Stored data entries
[Start of Attachment]

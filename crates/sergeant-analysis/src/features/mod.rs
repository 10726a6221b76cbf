//! Static test features used by the similarity engine.

pub mod signature;
pub mod table;

pub use signature::{FeatureBuilder, TestFeatureSignature, MOCK_ASSERTIONS};
pub use table::FeatureTable;
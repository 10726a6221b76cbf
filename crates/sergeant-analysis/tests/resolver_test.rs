use std::fs;
use std::path::{Path, PathBuf};

use sergeant_analysis::coverage::resolver::import_roots;
use sergeant_analysis::coverage::{ResolverConfig, SourceResolver};

fn write(root: &Path, rel: &str, contents: &str) -> PathBuf {
    let path = root.join(rel);
    fs::create_dir_all(path.parent().unwrap()).unwrap();
    fs::write(&path, contents).unwrap();
    path
}

/// proj/
///   src/app/{__init__,helpers,models,test_internal}.py
///   mypkg/{__init__,core}.py
///   tests/test_models.py
fn project() -> (tempfile::TempDir, PathBuf) {
    let dir = tempfile::tempdir().unwrap();
    let proj = dir.path().join("proj");
    write(&proj, "src/app/__init__.py", "");
    write(&proj, "src/app/helpers.py", "def helper():\n    return 1\n");
    write(&proj, "src/app/models.py", "class User:\n    pass\n");
    write(&proj, "src/app/test_internal.py", "def test_x():\n    pass\n");
    write(&proj, "mypkg/__init__.py", "");
    write(&proj, "mypkg/core.py", "def run():\n    pass\n");
    (dir, proj)
}

fn names(paths: &[PathBuf]) -> Vec<String> {
    paths
        .iter()
        .map(|p| p.file_name().unwrap().to_string_lossy().into_owned())
        .collect()
}

#[test]
fn imported_files_come_first_with_their_siblings() {
    let (_dir, proj) = project();
    let test_file = write(
        &proj,
        "tests/test_models.py",
        "import os\nfrom app.models import User\n\ndef test_user():\n    assert User()\n",
    );
    let mut resolver = SourceResolver::new(ResolverConfig::default());
    let selected = resolver.resolve(&test_file);
    assert_eq!(names(&selected), vec!["models.py", "__init__.py", "helpers.py"]);
    assert!(selected[0].ends_with("src/app/models.py"));
}

#[test]
fn discovery_covers_src_and_parent_packages_without_test_files() {
    let (_dir, proj) = project();
    let test_file = write(&proj, "tests/test_plain.py", "def test_a():\n    pass\n");
    let resolver = SourceResolver::new(ResolverConfig::default());
    let candidates = resolver.discover_candidates(&test_file);
    assert_eq!(
        names(&candidates),
        vec!["__init__.py", "helpers.py", "models.py", "__init__.py", "core.py"]
    );
    assert!(candidates.iter().all(|p| !p.ends_with("test_internal.py")));
}

#[test]
fn unresolved_imports_cap_candidates() {
    let (_dir, proj) = project();
    let test_file = write(&proj, "tests/test_plain.py", "import json\n\ndef test_a():\n    pass\n");
    let mut resolver = SourceResolver::new(ResolverConfig {
        max_candidate_files: 2,
        ..ResolverConfig::default()
    });
    assert_eq!(resolver.resolve(&test_file).len(), 2);
}

#[test]
fn test_file_with_helpers_is_measured_itself() {
    let (_dir, proj) = project();
    let test_file = write(
        &proj,
        "tests/test_helpers.py",
        "def build_user():\n    return 1\n\ndef test_build():\n    assert build_user()\n",
    );
    let mut resolver = SourceResolver::new(ResolverConfig::default());
    let selected = resolver.resolve(&test_file);
    assert_eq!(selected[0], test_file);
}

#[test]
fn helper_test_file_counts_toward_the_selection_cap() {
    let (_dir, proj) = project();
    let test_file = write(
        &proj,
        "tests/test_helpers.py",
        "from app.models import User\n\ndef build_user():\n    return User()\n\ndef test_build():\n    assert build_user()\n",
    );
    let mut resolver = SourceResolver::new(ResolverConfig {
        max_selected_files: 2,
        ..ResolverConfig::default()
    });
    let selected = resolver.resolve(&test_file);
    assert_eq!(selected.len(), 2);
    assert_eq!(selected[0], test_file);
    assert!(selected[1].ends_with("src/app/models.py"));
}

#[test]
fn import_roots_are_the_parents_of_top_level_packages() {
    let (_dir, proj) = project();
    let test_file = write(&proj, "tests/test_plain.py", "def test_a():\n    pass\n");
    let roots = import_roots(
        &test_file,
        &[proj.join("mypkg/core.py"), proj.join("src/app/models.py")],
    );
    assert_eq!(roots, vec![proj.join("tests"), proj.clone(), proj.join("src")]);
}

#[test]
fn unreadable_test_file_falls_back_to_discovery() {
    let (_dir, proj) = project();
    fs::create_dir_all(proj.join("tests")).unwrap();
    let missing = proj.join("tests/test_missing.py");
    let mut resolver = SourceResolver::new(ResolverConfig::default());
    assert_eq!(resolver.resolve(&missing).len(), 5);
}

#[test]
fn parent_walk_respects_depth() {
    let (_dir, proj) = project();
    let deep = proj.join("a/b/c/d/e/f");
    fs::create_dir_all(&deep).unwrap();
    let resolver = SourceResolver::new(ResolverConfig {
        max_parent_depth: 2,
        ..ResolverConfig::default()
    });
    let parents = resolver.safe_parents(&deep);
    assert_eq!(parents, vec![proj.join("a/b/c/d/e"), proj.join("a/b/c/d")]);
}
//! Coverage extraction configuration.

use serde::{Deserialize, Serialize};

/// Configuration for per-test coverage collection.
#[derive(Debug, Clone, Serialize, Deserialize, Default)]
#[serde(default)]
pub struct CoverageConfig {
    /// Python interpreter used to run the coverage harness. Default: "python3".
    pub python: Option<String>,
    /// Per-test execution timeout in seconds. Default: 60.
    pub timeout_secs: Option<u64>,
    /// Parent directories walked during source discovery. Default: 5.
    pub max_parent_depth: Option<usize>,
    /// Cap on import-prioritized source files. Default: 20.
    pub max_selected_files: Option<usize>,
    /// Cap on candidates when no import resolves. Default: 50.
    pub max_candidate_files: Option<usize>,
}

impl CoverageConfig {
    pub fn effective_python(&self) -> &str {
        self.python.as_deref().unwrap_or("python3")
    }

    pub fn effective_timeout_secs(&self) -> u64 {
        self.timeout_secs.unwrap_or(60)
    }

    pub fn effective_max_parent_depth(&self) -> usize {
        self.max_parent_depth.unwrap_or(5)
    }

    pub fn effective_max_selected_files(&self) -> usize {
        self.max_selected_files.unwrap_or(20)
    }

    pub fn effective_max_candidate_files(&self) -> usize {
        self.max_candidate_files.unwrap_or(50)
    }
}
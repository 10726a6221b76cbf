//! sergeant-analysis: coverage-driven duplicate test detection for Python
//! test suites.
//!
//! Pipeline: [`coverage::CoverageExtractor`] collects one
//! [`coverage::CoverageRecord`] per test, [`features::FeatureTable`] derives
//! static features, [`similarity::SimilarityEngine`] scores test pairs, and
//! [`clustering::cluster_tests`] groups them into
//! [`clustering::DuplicateCluster`]s. [`detector::DuplicateDetector`] runs
//! the last three steps over a whole suite.

pub mod clustering;
pub mod coverage;
pub mod detector;
pub mod features;
pub mod keys;
pub mod parsers;
pub mod similarity;

pub use clustering::{ClusterType, DuplicateCluster};
pub use coverage::{CoverageExtractor, CoverageRecord};
pub use detector::DuplicateDetector;
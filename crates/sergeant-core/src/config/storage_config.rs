//! Persistence configuration.

use serde::{Deserialize, Serialize};

/// Configuration for the JSON coverage store.
#[derive(Debug, Clone, Serialize, Deserialize, Default)]
#[serde(default)]
pub struct StorageConfig {
    /// Root directory of the store. Default: ".drill-sergeant/coverage".
    pub path: Option<String>,
    /// Session/test records older than this are deleted on open. Default: 30.
    pub retention_days: Option<i64>,
    /// Default: true.
    pub enabled: Option<bool>,
}

impl StorageConfig {
    pub fn effective_path(&self) -> &str {
        self.path.as_deref().unwrap_or(".drill-sergeant/coverage")
    }

    pub fn effective_retention_days(&self) -> i64 {
        self.retention_days.unwrap_or(30)
    }

    pub fn effective_enabled(&self) -> bool {
        self.enabled.unwrap_or(true)
    }
}
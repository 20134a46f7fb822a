//! The tool-calling control loop.

use super::tools::{parse_query, tool_definitions, ToolContext};
use crate::config::{DEFAULT_MAX_TURNS, RECENT_CONTEXT_TURNS};
use crate::conversation::{ConversationMessage, Role};
use crate::error::Result;
use crate::llm::{AgentMessage, LanguageModel, ToolCall, ToolSpec};
use std::sync::Arc;
use tracing::{debug, info, instrument, warn};

/// Where the loop is.
enum Step {
    /// Ask the model for the next reply.
    Llm,
    /// Run the requested calls, in order.
    ExecuteTools(Vec<ToolCall>),
    /// Final answer.
    Done(String),
}

/// Agent that alternates model turns with tool execution.
pub struct Orchestrator {
    model: Arc<dyn LanguageModel>,
    tools: ToolContext,
    tool_specs: Vec<ToolSpec>,
    system_instruction: String,
    recent_context_turns: usize,
    max_turns: usize,
}

impl Orchestrator {
    /// Create an orchestrator with the default tool set.
    pub fn new(
        model: Arc<dyn LanguageModel>,
        tools: ToolContext,
        system_instruction: impl Into<String>,
    ) -> Self {
        Self {
            model,
            tools,
            tool_specs: tool_definitions(),
            system_instruction: system_instruction.into(),
            recent_context_turns: RECENT_CONTEXT_TURNS,
            max_turns: DEFAULT_MAX_TURNS,
        }
    }

    /// Set the maximum number of model calls per run.
    pub fn with_max_turns(mut self, max: usize) -> Self {
        self.max_turns = max;
        self
    }

    /// Set how many log turns are injected before every model call.
    pub fn with_recent_context_turns(mut self, turns: usize) -> Self {
        self.recent_context_turns = turns;
        self
    }

    pub fn tools(&self) -> &ToolContext {
        &self.tools
    }

    /// Run the loop on the caller's messages until the model answers.
    ///
    /// Only model errors propagate; tool failures become tool replies.
    #[instrument(skip(self, messages), fields(messages = messages.len()))]
    pub async fn run(&self, messages: Vec<AgentMessage>) -> Result<AgentResponse> {
        let mut state = messages;
        let mut records: Vec<ToolCallRecord> = Vec::new();
        let mut iterations = 0;
        let mut step = Step::Llm;

        loop {
            step = match step {
                Step::Llm => {
                    if iterations >= self.max_turns {
                        warn!("Agent stopped after {} model calls", iterations);
                        return Ok(AgentResponse {
                            content: turn_limit_message(self.max_turns),
                            tool_calls: records,
                            iterations,
                            hit_turn_limit: true,
                        });
                    }
                    iterations += 1;
                    debug!("Agent iteration {}", iterations);

                    let mut request = self.context_prefix();
                    request.extend(state.iter().cloned());

                    let reply = self.model.chat(&request, &self.tool_specs).await?;
                    state.push(AgentMessage::Assistant(reply.clone()));

                    if reply.has_tool_calls() {
                        Step::ExecuteTools(reply.tool_calls)
                    } else {
                        Step::Done(reply.content)
                    }
                }
                Step::ExecuteTools(calls) => {
                    if let Some(first) = calls.first() {
                        debug!(route = %first.name, calls = calls.len(), "Executing tool calls");
                    }
                    for call in &calls {
                        let record = self.execute_tool_call(call).await;
                        state.push(AgentMessage::tool(&call.id, &call.name, record.result.clone()));
                        records.push(record);
                    }
                    Step::Llm
                }
                Step::Done(content) => {
                    return Ok(AgentResponse {
                        content,
                        tool_calls: records,
                        iterations,
                        hit_turn_limit: false,
                    });
                }
            };
        }
    }

    /// System instruction followed by the most recent log turns.
    fn context_prefix(&self) -> Vec<AgentMessage> {
        let mut prefix = vec![AgentMessage::system(self.system_instruction.clone())];
        prefix.extend(
            self.tools
                .log
                .recent_messages(self.recent_context_turns)
                .into_iter()
                .map(log_turn_to_message),
        );
        prefix
    }

    async fn execute_tool_call(&self, call: &ToolCall) -> ToolCallRecord {
        info!("Agent calling tool: {} with args: {}", call.name, call.arguments);

        let query = parse_query(&call.arguments);
        let result = match self.tools.execute_named(&call.name, &query).await {
            Ok(output) => output,
            Err(e) => format!("Tool error: {}", e),
        };

        ToolCallRecord {
            name: call.name.clone(),
            id: call.id.clone(),
            arguments: call.arguments.clone(),
            result,
        }
    }
}

fn log_turn_to_message(message: ConversationMessage) -> AgentMessage {
    match message.role {
        Role::User if message.username.is_empty() => AgentMessage::user(message.content),
        Role::User => AgentMessage::user(format!("{}: {}", message.username, message.content)),
        Role::Assistant => AgentMessage::assistant(message.content),
    }
}

fn turn_limit_message(max_turns: usize) -> String {
    format!(
        "Não consegui concluir a resposta dentro do limite de {} chamadas ao modelo. \
         Tente reformular ou dividir a pergunta.",
        max_turns
    )
}

/// Response from an agent run.
#[derive(Debug)]
pub struct AgentResponse {
    /// The final response content from the agent.
    pub content: String,
    /// Record of all tool calls made during execution.
    pub tool_calls: Vec<ToolCallRecord>,
    /// Number of model calls used.
    pub iterations: usize,
    /// Whether the run was cut off by the turn limit.
    pub hit_turn_limit: bool,
}

/// Record of a tool call made by the agent.
#[derive(Debug, Clone)]
pub struct ToolCallRecord {
    /// Name of the tool called.
    pub name: String,
    /// Id of the originating call.
    pub id: String,
    /// JSON arguments passed to the tool.
    pub arguments: String,
    /// Result returned by the tool.
    pub result: String,
}

impl std::fmt::Display for ToolCallRecord {
    fn fmt(&self, f: &mut std::fmt::Formatter<'_>) -> std::fmt::Result {
        write!(f, "{}({})", self.name, self.arguments)
    }
}
//! Recursive character text splitter.
//!
//! Splits on the coarsest separator present (paragraph, line, word, then
//! character) and greedily merges the pieces back into chunks of at most
//! `chunk_size` characters, carrying up to `chunk_overlap` characters of the
//! previous chunk into the next one.

use crate::error::{ColabError, Result};
use std::collections::VecDeque;

const SEPARATORS: &[&str] = &["\n\n", "\n", " ", ""];

/// Splits page text into overlapping chunks.
#[derive(Debug, Clone)]
pub struct TextSplitter {
    chunk_size: usize,
    chunk_overlap: usize,
}

impl Default for TextSplitter {
    fn default() -> Self {
        Self {
            chunk_size: 1000,
            chunk_overlap: 200,
        }
    }
}

impl TextSplitter {
    pub fn new(chunk_size: usize, chunk_overlap: usize) -> Result<Self> {
        if chunk_size == 0 {
            return Err(ColabError::Config("chunk_size must be positive".to_string()));
        }
        if chunk_overlap >= chunk_size {
            return Err(ColabError::Config(format!(
                "chunk_overlap ({}) must be smaller than chunk_size ({})",
                chunk_overlap, chunk_size
            )));
        }
        Ok(Self {
            chunk_size,
            chunk_overlap,
        })
    }

    /// Split `text` into trimmed, non-empty chunks.
    pub fn split(&self, text: &str) -> Vec<String> {
        self.split_with(text, SEPARATORS)
    }

    fn split_with(&self, text: &str, separators: &[&str]) -> Vec<String> {
        // Coarsest separator present in the text; "" always applies
        let mut separator = "";
        let mut finer: &[&str] = &[];
        for (i, sep) in separators.iter().enumerate() {
            if sep.is_empty() || text.contains(sep) {
                separator = sep;
                finer = &separators[i + 1..];
                break;
            }
        }

        let pieces: Vec<String> = if separator.is_empty() {
            text.chars().map(String::from).collect()
        } else {
            text.split(separator)
                .filter(|s| !s.is_empty())
                .map(String::from)
                .collect()
        };

        let mut chunks = Vec::new();
        let mut small: Vec<String> = Vec::new();
        for piece in pieces {
            if char_len(&piece) < self.chunk_size {
                small.push(piece);
                continue;
            }
            if !small.is_empty() {
                chunks.extend(self.merge(&small, separator));
                small.clear();
            }
            if finer.is_empty() {
                chunks.push(piece);
            } else {
                chunks.extend(self.split_with(&piece, finer));
            }
        }
        if !small.is_empty() {
            chunks.extend(self.merge(&small, separator));
        }
        chunks
    }

    /// Greedily join pieces into chunks, keeping a tail as overlap.
    fn merge(&self, pieces: &[String], separator: &str) -> Vec<String> {
        let sep_len = char_len(separator);
        let mut chunks = Vec::new();
        let mut current: VecDeque<&str> = VecDeque::new();
        let mut total = 0usize;

        // Separator length paid when joining onto `n` existing pieces
        let gap = |n: usize| if n == 0 { 0 } else { sep_len };

        for piece in pieces {
            let len = char_len(piece);

            if !current.is_empty() && total + len + gap(current.len()) > self.chunk_size {
                push_joined(&mut chunks, &current, separator);

                while total > self.chunk_overlap
                    || (total > 0 && total + len + gap(current.len()) > self.chunk_size)
                {
                    let Some(first) = current.pop_front() else {
                        break;
                    };
                    total -= char_len(first) + gap(current.len());
                }
            }

            total += len + gap(current.len());
            current.push_back(piece);
        }

        push_joined(&mut chunks, &current, separator);
        chunks
    }
}

fn push_joined(chunks: &mut Vec<String>, current: &VecDeque<&str>, separator: &str) {
    let joined = current.iter().copied().collect::<Vec<_>>().join(separator);
    let trimmed = joined.trim();
    if !trimmed.is_empty() {
        chunks.push(trimmed.to_string());
    }
}

fn char_len(text: &str) -> usize {
    text.chars().count()
}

[End of Attachment]

WHAT IS NEEDED =
Among the records, find every line holding the word "similarity" and copy it.

EXERCISE RESPONSE =
//! Static test features used by the similarity engine.
//! static features, [`similarity::SimilarityEngine`] scores test pairs, and
pub mod similarity;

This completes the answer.